─── RECORDS SUPPLIED

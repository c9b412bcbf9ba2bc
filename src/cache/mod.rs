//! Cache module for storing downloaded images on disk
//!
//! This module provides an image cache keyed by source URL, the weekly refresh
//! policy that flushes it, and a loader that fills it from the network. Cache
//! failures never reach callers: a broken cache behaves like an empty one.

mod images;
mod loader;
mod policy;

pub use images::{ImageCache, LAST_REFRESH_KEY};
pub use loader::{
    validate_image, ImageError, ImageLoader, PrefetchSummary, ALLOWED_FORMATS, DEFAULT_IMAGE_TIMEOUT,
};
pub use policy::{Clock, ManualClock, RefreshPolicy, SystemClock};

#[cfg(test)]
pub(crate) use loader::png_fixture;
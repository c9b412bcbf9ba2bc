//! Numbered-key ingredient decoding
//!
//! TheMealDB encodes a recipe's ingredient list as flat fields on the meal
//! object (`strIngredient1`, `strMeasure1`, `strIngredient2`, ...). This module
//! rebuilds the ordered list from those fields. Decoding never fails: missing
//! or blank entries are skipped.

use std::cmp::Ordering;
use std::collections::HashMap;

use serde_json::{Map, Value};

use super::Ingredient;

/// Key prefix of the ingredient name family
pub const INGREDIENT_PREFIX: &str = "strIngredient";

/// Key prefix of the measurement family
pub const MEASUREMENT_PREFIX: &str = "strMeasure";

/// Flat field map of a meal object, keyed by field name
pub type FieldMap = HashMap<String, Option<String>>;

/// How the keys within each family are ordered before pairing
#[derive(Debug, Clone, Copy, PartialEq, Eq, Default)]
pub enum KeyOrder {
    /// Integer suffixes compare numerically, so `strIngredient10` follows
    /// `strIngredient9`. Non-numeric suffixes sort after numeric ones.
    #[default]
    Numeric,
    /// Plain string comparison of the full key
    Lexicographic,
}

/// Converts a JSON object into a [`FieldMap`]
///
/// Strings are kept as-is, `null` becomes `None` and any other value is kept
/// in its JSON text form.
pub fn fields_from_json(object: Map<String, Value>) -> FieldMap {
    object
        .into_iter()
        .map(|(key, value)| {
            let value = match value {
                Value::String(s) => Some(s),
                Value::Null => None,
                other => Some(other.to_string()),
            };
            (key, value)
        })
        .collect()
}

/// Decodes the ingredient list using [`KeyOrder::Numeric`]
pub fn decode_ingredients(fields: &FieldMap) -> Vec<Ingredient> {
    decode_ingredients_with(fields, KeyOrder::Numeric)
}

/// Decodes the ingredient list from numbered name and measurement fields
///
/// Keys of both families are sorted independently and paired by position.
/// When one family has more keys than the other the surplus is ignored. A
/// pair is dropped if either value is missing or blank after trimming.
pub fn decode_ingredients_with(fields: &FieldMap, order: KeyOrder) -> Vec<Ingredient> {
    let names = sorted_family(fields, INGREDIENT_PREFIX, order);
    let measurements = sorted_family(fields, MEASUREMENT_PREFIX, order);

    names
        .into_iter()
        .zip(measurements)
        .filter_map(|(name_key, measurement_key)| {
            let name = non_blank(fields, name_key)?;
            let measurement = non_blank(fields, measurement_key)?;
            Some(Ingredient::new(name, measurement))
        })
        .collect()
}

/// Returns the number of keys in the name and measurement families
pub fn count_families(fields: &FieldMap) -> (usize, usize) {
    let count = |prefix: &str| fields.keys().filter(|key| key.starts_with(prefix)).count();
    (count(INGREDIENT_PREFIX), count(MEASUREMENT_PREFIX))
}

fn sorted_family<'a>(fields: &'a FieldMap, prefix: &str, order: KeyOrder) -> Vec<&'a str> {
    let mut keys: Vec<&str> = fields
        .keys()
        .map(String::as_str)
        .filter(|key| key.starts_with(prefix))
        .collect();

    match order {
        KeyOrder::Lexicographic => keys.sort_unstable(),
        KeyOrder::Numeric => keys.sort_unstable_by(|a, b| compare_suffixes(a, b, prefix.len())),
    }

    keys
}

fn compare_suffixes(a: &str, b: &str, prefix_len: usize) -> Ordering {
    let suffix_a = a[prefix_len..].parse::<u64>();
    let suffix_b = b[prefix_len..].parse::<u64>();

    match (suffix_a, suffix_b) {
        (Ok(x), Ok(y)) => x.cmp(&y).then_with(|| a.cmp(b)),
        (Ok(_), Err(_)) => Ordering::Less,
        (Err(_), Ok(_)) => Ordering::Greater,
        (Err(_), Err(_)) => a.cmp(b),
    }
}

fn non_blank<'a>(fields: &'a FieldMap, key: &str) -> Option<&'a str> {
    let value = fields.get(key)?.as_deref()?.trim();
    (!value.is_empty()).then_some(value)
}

──────

*TASK BRIEF:* If a line above holds the word "usize", copy it.

*YOUR RESPONSE:*
pub fn count_families(fields: &FieldMap) -> (usize, usize) {
fn compare_suffixes(a: &str, b: &str, prefix_len: usize) -> Ordering {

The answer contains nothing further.